Fashion creation-consumption: a pole reversal?

Journal of Fashion Marketing and Management

ISSN: 1361-2026

Article publication date: 10 May 2011

714

Citation

Hayes, S. (2011), "Fashion creation-consumption: a pole reversal?", Journal of Fashion Marketing and Management, Vol. 15 No. 2. https://doi.org/10.1108/jfmm.2011.28415baa.001

Publisher

:

Emerald Group Publishing Limited

Copyright © 2011, Emerald Group Publishing Limited


Fashion creation-consumption: a pole reversal?

Article Type: Editorial From: Journal of Fashion Marketing and Management, Volume 15, Issue 2

It is difficult not to consider the repercussions of the recent peoples’ revolutions in the Middle East and wonder what the world will look like with such a changed geo-political landscape. Compound this with the after-shocks of the economic crisis in the West and the ebullient Asia-Pacific and we can see that nowhere can be considered truly stable. Shift can occur at any time and, as far-fetched as this may seem, it is possible to envisage the impact of destabilised manufacturing countries in the Middle and Far East, increased unemployment and reduced disposable income in the West, and the growth in numbers and increase in spending power of the Asian consumer resulting in the poles of fashion creation-consumption being reversed. I have often heard talk of a revival of manufacturing in the UK and, as a product of the final throes of UK apparel production in the late 1980s, I cannot help but feel hopeful that this could happen. In a recent feature in Drapers (w/c 14 February 2011) reference was made to a number of UK-based retailers and brand owners who are looking toward more domestic manufacturing and the need for a technically able workforce supported by a suitably focused educational system – something in which my own institution has a proud and proven track record. We at the Journal of Fashion Marketing and Management also have a role to play in providing academically rigorous and applicable research to the ever-changing landscape of fashion business; in Emerald’s words – “research you can use”.

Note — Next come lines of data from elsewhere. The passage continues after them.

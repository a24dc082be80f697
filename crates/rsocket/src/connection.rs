//! Connection dispatch layer
//!
//! A [`Connection`] owns one transport. Its read loop decodes frames in
//! arrival order, validates them and hands each one to the handler
//! registered for its scope and type. Outbound frame groups are written
//! under a single writer lock so concurrent senders never interleave on the
//! wire.

use crate::handler::{DynHandler, Typed};
use crate::{ConnectionConfig, ConnectionError, Handler};
use rsocket_proto::{
    BufferPool, CancelFrame, ErrorCode, ErrorFrame, ExtFrame, FireAndForgetFrame, Frame,
    FrameCodec, FrameFlags, FrameHeader, FrameType, FrameView, KeepaliveFrame, LeaseFrame,
    MetadataPushFrame, PayloadFrame, PoolStats, ProtocolError, RequestChannelFrame,
    RequestNFrame, RequestResponseFrame, RequestStreamFrame, ResumeFrame, ResumeOkFrame,
    SetupFrame, WriteableFrame, CONNECTION_STREAM_ID, HEADER_LEN,
};
use std::collections::HashMap;
use std::sync::atomic::{AtomicBool, Ordering};
use std::sync::Arc;
use tokio::io::{AsyncRead, AsyncWrite, AsyncWriteExt};
use tokio::sync::{Mutex, RwLock};
use tokio::task::JoinHandle;
use tokio_util::sync::CancellationToken;
use tracing::{debug, error, info, trace, warn};
use uuid::Uuid;

type BoxedReader = Box<dyn AsyncRead + Send + Unpin>;
type BoxedWriter = Box<dyn AsyncWrite + Send + Unpin>;

/// ERROR frame fixed prefix: the error code
const ERROR_CODE_LEN: usize = 4;

/// Which side of the stream-id split a handler serves
#[derive(Debug, Clone, Copy, PartialEq, Eq, Hash)]
enum Scope {
    /// Stream 0
    Connection,
    /// Any other stream
    Stream,
}

#[derive(Debug, Clone, Copy, PartialEq, Eq, Hash)]
struct HandlerKey {
    scope: Scope,
    frame_type: FrameType,
}

/// What to do with a frame that failed before reaching a handler
enum Rejection {
    /// Drop silently
    Dropped,
    /// Answer with an ERROR on the frame's stream and carry on
    Stream(ErrorCode, String),
    /// Answer with a connection ERROR and stop the read loop
    Connection(ConnectionError),
}

struct Inner {
    id: Uuid,
    config: ConnectionConfig,
    reader: std::sync::Mutex<Option<BoxedReader>>,
    writer: Mutex<BoxedWriter>,
    pool: BufferPool,
    handlers: RwLock<HashMap<HandlerKey, Arc<dyn DynHandler>>>,
    closed: CancellationToken,
    /// Set once the writer half has been shut down
    released: AtomicBool,
}

/// A multiplexed RSocket connection over one byte-stream transport.
///
/// Cloning is cheap; all clones share the transport, the handler registry
/// and the closed state.
#[derive(Clone)]
pub struct Connection {
    inner: Arc<Inner>,
}

impl std::fmt::Debug for Connection {
    fn fmt(&self, f: &mut std::fmt::Formatter<'_>) -> std::fmt::Result {
        f.debug_struct("Connection")
            .field("id", &self.inner.id)
            .field("closed", &self.is_closed())
            .finish()
    }
}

As usual this issue presents research from a wide range of fashion-related topics but I am particularly pleased that we have two papers focusing on India (“The apparel aftermarket in India: a case study focusing on reverse logistics” by Nandita Abraham along with “Accessing opportunities in apparel retail sectors in India: Porter’s diamond approach” by Manveer Mann and Sang-Eun Byun) going some way to satisfy my wish list presented in the editorial of issue 15/1. Another desire is to increase the number of technical papers presented in this journal, to reflect the true nature of the fashion business as that of creator and consumer; this is a journal of marketing and management, not marketing management. So, expect to see more papers along the lines of “Improving garment fit and function through ease quantification” by Simeon Gill in future issues, I know I do.